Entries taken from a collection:

-.-.-

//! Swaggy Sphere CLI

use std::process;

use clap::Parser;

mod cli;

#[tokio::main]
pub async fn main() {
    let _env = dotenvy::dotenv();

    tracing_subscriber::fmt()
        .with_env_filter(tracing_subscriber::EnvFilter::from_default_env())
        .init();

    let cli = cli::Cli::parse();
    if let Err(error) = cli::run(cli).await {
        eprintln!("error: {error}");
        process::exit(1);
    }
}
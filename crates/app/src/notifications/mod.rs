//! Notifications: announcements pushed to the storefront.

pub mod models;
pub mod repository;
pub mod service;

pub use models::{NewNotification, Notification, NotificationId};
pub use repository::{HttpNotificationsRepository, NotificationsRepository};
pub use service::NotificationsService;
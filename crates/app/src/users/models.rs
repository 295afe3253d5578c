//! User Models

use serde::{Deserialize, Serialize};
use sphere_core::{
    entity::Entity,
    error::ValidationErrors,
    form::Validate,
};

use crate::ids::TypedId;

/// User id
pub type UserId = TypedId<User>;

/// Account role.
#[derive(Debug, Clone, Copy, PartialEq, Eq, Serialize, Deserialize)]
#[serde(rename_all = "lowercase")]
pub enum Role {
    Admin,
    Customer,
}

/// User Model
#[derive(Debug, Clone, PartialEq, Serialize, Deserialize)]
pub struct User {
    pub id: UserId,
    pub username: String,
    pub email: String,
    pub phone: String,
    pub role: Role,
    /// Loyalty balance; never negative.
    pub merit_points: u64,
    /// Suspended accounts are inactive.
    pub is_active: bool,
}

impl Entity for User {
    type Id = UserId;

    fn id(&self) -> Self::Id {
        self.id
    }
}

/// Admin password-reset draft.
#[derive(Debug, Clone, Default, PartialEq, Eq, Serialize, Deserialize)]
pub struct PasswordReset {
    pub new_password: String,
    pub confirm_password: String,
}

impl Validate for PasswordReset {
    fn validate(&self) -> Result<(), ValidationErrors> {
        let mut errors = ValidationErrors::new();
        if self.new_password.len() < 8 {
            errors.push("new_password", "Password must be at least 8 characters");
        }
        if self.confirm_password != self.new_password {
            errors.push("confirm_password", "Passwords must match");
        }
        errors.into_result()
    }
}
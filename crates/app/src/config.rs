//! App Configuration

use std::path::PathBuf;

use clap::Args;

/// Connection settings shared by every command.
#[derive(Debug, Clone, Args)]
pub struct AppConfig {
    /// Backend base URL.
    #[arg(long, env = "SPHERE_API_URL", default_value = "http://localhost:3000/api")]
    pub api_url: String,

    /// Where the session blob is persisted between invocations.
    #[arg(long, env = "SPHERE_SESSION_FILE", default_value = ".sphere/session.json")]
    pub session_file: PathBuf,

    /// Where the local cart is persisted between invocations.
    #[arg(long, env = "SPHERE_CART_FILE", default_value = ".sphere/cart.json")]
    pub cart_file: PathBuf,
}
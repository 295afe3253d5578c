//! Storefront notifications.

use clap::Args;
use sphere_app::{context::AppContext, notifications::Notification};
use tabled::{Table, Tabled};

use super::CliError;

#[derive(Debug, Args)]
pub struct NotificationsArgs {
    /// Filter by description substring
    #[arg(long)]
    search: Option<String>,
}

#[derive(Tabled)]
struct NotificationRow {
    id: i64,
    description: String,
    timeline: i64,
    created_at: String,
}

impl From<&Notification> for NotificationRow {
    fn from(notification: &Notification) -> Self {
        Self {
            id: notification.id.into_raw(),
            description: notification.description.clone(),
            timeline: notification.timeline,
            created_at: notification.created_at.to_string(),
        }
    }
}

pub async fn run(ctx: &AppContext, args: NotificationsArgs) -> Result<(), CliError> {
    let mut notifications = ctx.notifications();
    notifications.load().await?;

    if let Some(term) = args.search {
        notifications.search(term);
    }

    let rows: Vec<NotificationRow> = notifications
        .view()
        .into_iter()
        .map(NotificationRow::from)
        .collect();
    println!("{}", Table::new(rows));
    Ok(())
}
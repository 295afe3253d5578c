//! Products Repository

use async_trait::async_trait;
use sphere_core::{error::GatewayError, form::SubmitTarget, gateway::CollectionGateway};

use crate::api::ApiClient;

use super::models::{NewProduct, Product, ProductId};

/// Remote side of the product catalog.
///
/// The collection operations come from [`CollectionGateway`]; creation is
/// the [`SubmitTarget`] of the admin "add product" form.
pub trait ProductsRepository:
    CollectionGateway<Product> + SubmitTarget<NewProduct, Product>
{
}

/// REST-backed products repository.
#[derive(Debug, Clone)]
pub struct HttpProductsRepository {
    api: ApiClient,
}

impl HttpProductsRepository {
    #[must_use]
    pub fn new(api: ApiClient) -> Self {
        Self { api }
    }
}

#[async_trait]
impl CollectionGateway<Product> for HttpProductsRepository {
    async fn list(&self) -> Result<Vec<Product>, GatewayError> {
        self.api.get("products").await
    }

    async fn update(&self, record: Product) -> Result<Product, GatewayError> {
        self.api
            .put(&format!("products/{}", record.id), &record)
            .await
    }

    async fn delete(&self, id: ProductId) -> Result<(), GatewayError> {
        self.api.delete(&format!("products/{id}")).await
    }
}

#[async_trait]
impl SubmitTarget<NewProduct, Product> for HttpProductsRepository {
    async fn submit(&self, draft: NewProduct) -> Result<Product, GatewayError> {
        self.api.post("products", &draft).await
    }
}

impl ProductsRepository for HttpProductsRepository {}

-.-.-

What to produce
Please give the entries above again in full, exactly as written.

Your response
//! Swaggy Sphere CLI

use std::process;

use clap::Parser;

mod cli;

#[tokio::main]
pub async fn main() {
    let _env = dotenvy::dotenv();

    tracing_subscriber::fmt()
        .with_env_filter(tracing_subscriber::EnvFilter::from_default_env())
        .init();

    let cli = cli::Cli::parse();
    if let Err(error) = cli::run(cli).await {
        eprintln!("error: {error}");
        process::exit(1);
    }
}
filename crates/app/src/notifications/mod.rs
//! Notifications: announcements pushed to the storefront.

pub mod models;
pub mod repository;
pub mod service;

pub use models::{NewNotification, Notification, NotificationId};
pub use repository::{HttpNotificationsRepository, NotificationsRepository};
pub use service::NotificationsService;
filename crates/app/src/users/models.rs
repository 295afe3253d5578c
//! User Models

use serde::{Deserialize, Serialize};
use sphere_core::{
    entity::Entity,
    error::ValidationErrors,
    form::Validate,
};

use crate::ids::TypedId;

/// User id
pub type UserId = TypedId<User>;

/// Account role.
#[derive(Debug, Clone, Copy, PartialEq, Eq, Serialize, Deserialize)]
#[serde(rename_all = "lowercase")]
pub enum Role {
    Admin,
    Customer,
}

/// User Model
#[derive(Debug, Clone, PartialEq, Serialize, Deserialize)]
pub struct User {
    pub id: UserId,
    pub username: String,
    pub email: String,
    pub phone: String,
    pub role: Role,
    /// Loyalty balance; never negative.
    pub merit_points: u64,
    /// Suspended accounts are inactive.
    pub is_active: bool,
}

impl Entity for User {
    type Id = UserId;

    fn id(&self) -> Self::Id {
        self.id
    }
}

/// Admin password-reset draft.
#[derive(Debug, Clone, Default, PartialEq, Eq, Serialize, Deserialize)]
pub struct PasswordReset {
    pub new_password: String,
    pub confirm_password: String,
}

impl Validate for PasswordReset {
    fn validate(&self) -> Result<(), ValidationErrors> {
        let mut errors = ValidationErrors::new();
        if self.new_password.len() < 8 {
            errors.push("new_password", "Password must be at least 8 characters");
        }
        if self.confirm_password != self.new_password {
            errors.push("confirm_password", "Passwords must match");
        }
        errors.into_result()
    }
}
filename crates/app/src/config.rs
//! App Configuration

use std::path::PathBuf;

use clap::Args;

/// Connection settings shared by every command.
#[derive(Debug, Clone, Args)]
pub struct AppConfig {
    /// Backend base URL.
    #[arg(long, env = "SPHERE_API_URL", default_value = "http://localhost:3000/api")]
    pub api_url: String,

    /// Where the session blob is persisted between invocations.
    #[arg(long, env = "SPHERE_SESSION_FILE", default_value = ".sphere/session.json")]
    pub session_file: PathBuf,

    /// Where the local cart is persisted between invocations.
    #[arg(long, env = "SPHERE_CART_FILE", default_value = ".sphere/cart.json")]
    pub cart_file: PathBuf,
}
repository 295afe3253d5578c
//! Storefront notifications.

use clap::Args;
use sphere_app::{context::AppContext, notifications::Notification};
use tabled::{Table, Tabled};

use super::CliError;

#[derive(Debug, Args)]
pub struct NotificationsArgs {
    /// Filter by description substring
    #[arg(long)]
    search: Option<String>,
}

#[derive(Tabled)]
struct NotificationRow {
    id: i64,
    description: String,
    timeline: i64,
    created_at: String,
}

impl From<&Notification> for NotificationRow {
    fn from(notification: &Notification) -> Self {
        Self {
            id: notification.id.into_raw(),
            description: notification.description.clone(),
            timeline: notification.timeline,
            created_at: notification.created_at.to_string(),
        }
    }
}

pub async fn run(ctx: &AppContext, args: NotificationsArgs) -> Result<(), CliError> {
    let mut notifications = ctx.notifications();
    notifications.load().await?;

    if let Some(term) = args.search {
        notifications.search(term);
    }

    let rows: Vec<NotificationRow> = notifications
        .view()
        .into_iter()
        .map(NotificationRow::from)
        .collect();
    println!("{}", Table::new(rows));
    Ok(())
}
repository 295afe3253d5578c
//! Products Repository

use async_trait::async_trait;
use sphere_core::{error::GatewayError, form::SubmitTarget, gateway::CollectionGateway};

use crate::api::ApiClient;

use super::models::{NewProduct, Product, ProductId};

/// Remote side of the product catalog.
///
/// The collection operations come from [`CollectionGateway`]; creation is
/// the [`SubmitTarget`] of the admin "add product" form.
pub trait ProductsRepository:
    CollectionGateway<Product> + SubmitTarget<NewProduct, Product>
{
}

/// REST-backed products repository.
#[derive(Debug, Clone)]
pub struct HttpProductsRepository {
    api: ApiClient,
}

impl HttpProductsRepository {
    #[must_use]
    pub fn new(api: ApiClient) -> Self {
        Self { api }
    }
}

#[async_trait]
impl CollectionGateway<Product> for HttpProductsRepository {
    async fn list(&self) -> Result<Vec<Product>, GatewayError> {
        self.api.get("products").await
    }

    async fn update(&self, record: Product) -> Result<Product, GatewayError> {
        self.api
            .put(&format!("products/{}", record.id), &record)
            .await
    }

    async fn delete(&self, id: ProductId) -> Result<(), GatewayError> {
        self.api.delete(&format!("products/{id}")).await
    }
}

#[async_trait]
impl SubmitTarget<NewProduct, Product> for HttpProductsRepository {
    async fn submit(&self, draft: NewProduct) -> Result<Product, GatewayError> {
        self.api.post("products", &draft).await
    }
}

impl ProductsRepository for HttpProductsRepository {}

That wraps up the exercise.